[Items listed in a dataset]
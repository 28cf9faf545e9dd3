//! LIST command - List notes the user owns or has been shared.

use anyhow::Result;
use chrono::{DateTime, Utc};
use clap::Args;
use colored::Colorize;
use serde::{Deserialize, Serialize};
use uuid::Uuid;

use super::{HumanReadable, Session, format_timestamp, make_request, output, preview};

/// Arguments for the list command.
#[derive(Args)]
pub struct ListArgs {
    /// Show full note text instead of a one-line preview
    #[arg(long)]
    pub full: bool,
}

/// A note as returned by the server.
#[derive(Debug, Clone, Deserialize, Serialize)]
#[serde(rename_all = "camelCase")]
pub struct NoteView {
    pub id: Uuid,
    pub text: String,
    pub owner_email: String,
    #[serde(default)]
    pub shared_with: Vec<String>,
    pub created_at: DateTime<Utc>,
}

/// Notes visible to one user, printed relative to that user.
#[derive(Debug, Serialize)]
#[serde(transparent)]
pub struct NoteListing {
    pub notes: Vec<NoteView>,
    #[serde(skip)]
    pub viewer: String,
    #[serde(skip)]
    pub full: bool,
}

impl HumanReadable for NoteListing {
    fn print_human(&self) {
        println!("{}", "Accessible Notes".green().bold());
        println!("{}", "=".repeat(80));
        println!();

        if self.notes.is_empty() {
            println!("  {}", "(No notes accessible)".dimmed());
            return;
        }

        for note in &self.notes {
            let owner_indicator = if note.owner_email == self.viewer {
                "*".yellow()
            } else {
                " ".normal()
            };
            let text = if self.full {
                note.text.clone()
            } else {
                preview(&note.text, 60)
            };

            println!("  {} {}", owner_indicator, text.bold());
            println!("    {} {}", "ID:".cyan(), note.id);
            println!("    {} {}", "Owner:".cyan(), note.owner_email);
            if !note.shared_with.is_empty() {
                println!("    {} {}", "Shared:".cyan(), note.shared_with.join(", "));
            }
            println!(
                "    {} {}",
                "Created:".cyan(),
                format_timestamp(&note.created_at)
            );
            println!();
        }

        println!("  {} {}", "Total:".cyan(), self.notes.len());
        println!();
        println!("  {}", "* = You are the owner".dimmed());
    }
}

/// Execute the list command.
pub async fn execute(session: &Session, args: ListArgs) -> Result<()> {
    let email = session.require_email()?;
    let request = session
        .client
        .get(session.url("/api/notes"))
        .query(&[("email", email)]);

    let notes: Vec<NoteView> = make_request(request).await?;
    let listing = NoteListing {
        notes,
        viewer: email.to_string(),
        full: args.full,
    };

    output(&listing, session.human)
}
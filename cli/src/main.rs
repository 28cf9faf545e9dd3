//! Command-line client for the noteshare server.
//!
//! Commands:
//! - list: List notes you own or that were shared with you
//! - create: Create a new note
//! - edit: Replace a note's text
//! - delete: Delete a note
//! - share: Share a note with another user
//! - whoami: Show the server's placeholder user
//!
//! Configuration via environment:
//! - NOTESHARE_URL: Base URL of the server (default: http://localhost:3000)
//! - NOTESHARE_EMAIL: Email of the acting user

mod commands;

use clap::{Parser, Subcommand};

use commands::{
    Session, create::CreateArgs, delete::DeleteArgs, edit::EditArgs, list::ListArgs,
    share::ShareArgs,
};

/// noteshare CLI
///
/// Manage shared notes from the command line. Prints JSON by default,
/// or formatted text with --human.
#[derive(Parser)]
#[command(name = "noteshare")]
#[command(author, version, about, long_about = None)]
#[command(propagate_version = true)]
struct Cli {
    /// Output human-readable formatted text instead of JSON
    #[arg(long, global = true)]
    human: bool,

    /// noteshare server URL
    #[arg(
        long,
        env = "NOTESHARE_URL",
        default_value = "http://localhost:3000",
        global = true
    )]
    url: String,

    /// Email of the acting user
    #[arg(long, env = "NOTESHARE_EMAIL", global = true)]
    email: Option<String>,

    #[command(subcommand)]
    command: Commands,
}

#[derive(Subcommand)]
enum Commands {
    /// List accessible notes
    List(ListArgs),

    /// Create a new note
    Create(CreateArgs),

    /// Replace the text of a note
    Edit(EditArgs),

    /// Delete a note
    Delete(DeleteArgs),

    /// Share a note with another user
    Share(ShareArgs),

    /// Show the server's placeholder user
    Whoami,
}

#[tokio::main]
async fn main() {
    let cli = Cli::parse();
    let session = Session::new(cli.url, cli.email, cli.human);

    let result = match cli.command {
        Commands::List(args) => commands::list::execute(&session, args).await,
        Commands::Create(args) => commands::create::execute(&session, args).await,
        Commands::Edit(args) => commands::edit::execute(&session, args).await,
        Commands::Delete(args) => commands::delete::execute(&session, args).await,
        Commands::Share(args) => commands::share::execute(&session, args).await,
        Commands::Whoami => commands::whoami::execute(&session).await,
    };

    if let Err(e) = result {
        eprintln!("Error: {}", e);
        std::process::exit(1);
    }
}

* * *

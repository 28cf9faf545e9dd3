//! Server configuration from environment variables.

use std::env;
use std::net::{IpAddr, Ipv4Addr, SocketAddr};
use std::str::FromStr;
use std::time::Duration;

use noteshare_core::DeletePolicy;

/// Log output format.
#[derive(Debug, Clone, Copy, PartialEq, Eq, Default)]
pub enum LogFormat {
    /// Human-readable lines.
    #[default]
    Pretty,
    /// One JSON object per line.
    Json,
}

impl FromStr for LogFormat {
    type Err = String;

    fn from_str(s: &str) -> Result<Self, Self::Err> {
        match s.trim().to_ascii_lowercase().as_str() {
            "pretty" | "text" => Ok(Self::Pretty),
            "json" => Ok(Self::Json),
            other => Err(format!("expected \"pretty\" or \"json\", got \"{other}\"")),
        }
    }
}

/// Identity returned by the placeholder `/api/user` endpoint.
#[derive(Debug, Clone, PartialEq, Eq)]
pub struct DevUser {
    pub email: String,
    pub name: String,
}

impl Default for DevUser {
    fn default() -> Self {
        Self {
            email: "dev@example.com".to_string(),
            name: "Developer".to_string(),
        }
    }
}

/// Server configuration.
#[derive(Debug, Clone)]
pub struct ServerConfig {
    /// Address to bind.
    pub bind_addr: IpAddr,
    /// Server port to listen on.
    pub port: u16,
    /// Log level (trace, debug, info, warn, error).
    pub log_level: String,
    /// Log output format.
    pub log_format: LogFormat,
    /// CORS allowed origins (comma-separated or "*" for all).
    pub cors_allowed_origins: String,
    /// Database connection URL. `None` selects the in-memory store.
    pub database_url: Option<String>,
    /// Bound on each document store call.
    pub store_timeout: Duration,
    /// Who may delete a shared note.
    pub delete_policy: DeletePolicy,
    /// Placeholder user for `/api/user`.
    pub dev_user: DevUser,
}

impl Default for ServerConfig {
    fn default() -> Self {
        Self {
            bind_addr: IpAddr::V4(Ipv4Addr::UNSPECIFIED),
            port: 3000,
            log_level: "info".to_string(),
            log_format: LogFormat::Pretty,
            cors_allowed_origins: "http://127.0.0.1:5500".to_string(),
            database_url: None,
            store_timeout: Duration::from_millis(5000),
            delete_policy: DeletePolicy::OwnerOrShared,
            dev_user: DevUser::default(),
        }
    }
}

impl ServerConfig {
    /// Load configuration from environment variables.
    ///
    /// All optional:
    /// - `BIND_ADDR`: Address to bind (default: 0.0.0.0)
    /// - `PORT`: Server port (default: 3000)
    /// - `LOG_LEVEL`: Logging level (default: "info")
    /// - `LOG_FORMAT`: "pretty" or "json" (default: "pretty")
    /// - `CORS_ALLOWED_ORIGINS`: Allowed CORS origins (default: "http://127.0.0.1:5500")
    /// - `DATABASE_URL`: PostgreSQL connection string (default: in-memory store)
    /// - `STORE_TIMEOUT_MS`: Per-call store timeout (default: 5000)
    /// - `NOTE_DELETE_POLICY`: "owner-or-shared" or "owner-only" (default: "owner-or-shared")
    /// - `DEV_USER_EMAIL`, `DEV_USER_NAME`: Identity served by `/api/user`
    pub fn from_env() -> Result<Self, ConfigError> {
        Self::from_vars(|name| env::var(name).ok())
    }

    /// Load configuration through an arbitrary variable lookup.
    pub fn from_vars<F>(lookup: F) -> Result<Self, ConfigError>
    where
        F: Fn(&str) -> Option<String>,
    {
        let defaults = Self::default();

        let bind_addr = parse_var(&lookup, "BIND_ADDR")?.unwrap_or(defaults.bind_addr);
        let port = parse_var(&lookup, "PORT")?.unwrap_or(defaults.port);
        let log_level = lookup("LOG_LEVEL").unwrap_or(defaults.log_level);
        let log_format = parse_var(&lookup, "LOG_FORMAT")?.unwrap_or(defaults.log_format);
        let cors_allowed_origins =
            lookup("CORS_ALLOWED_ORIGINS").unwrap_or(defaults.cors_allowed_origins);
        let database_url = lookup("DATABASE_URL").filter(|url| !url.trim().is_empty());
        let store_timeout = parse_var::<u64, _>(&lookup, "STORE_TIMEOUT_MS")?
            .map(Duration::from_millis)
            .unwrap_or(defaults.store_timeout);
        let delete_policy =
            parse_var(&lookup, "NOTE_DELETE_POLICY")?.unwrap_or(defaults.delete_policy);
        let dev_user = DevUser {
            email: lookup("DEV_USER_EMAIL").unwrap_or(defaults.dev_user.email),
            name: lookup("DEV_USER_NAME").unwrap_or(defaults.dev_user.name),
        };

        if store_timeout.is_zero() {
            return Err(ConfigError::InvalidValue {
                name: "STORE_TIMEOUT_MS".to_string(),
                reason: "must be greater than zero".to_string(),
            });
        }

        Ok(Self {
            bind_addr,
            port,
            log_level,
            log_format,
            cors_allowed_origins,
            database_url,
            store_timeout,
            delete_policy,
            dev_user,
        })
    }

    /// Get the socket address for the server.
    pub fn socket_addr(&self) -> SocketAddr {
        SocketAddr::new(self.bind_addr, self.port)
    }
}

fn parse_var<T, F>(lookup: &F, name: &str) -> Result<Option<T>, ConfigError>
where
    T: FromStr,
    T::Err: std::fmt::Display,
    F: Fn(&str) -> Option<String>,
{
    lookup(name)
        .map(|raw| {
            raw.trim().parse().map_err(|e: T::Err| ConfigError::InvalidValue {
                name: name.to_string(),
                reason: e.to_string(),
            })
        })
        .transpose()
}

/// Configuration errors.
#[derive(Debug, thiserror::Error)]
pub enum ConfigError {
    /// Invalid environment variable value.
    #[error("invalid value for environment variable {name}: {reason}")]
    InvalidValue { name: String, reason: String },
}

# TASK PROMPT:
If a line of the data contains the word "preview", it counts toward the total; state that total alone.

# ANSWER TO THIS PROBLEM:
3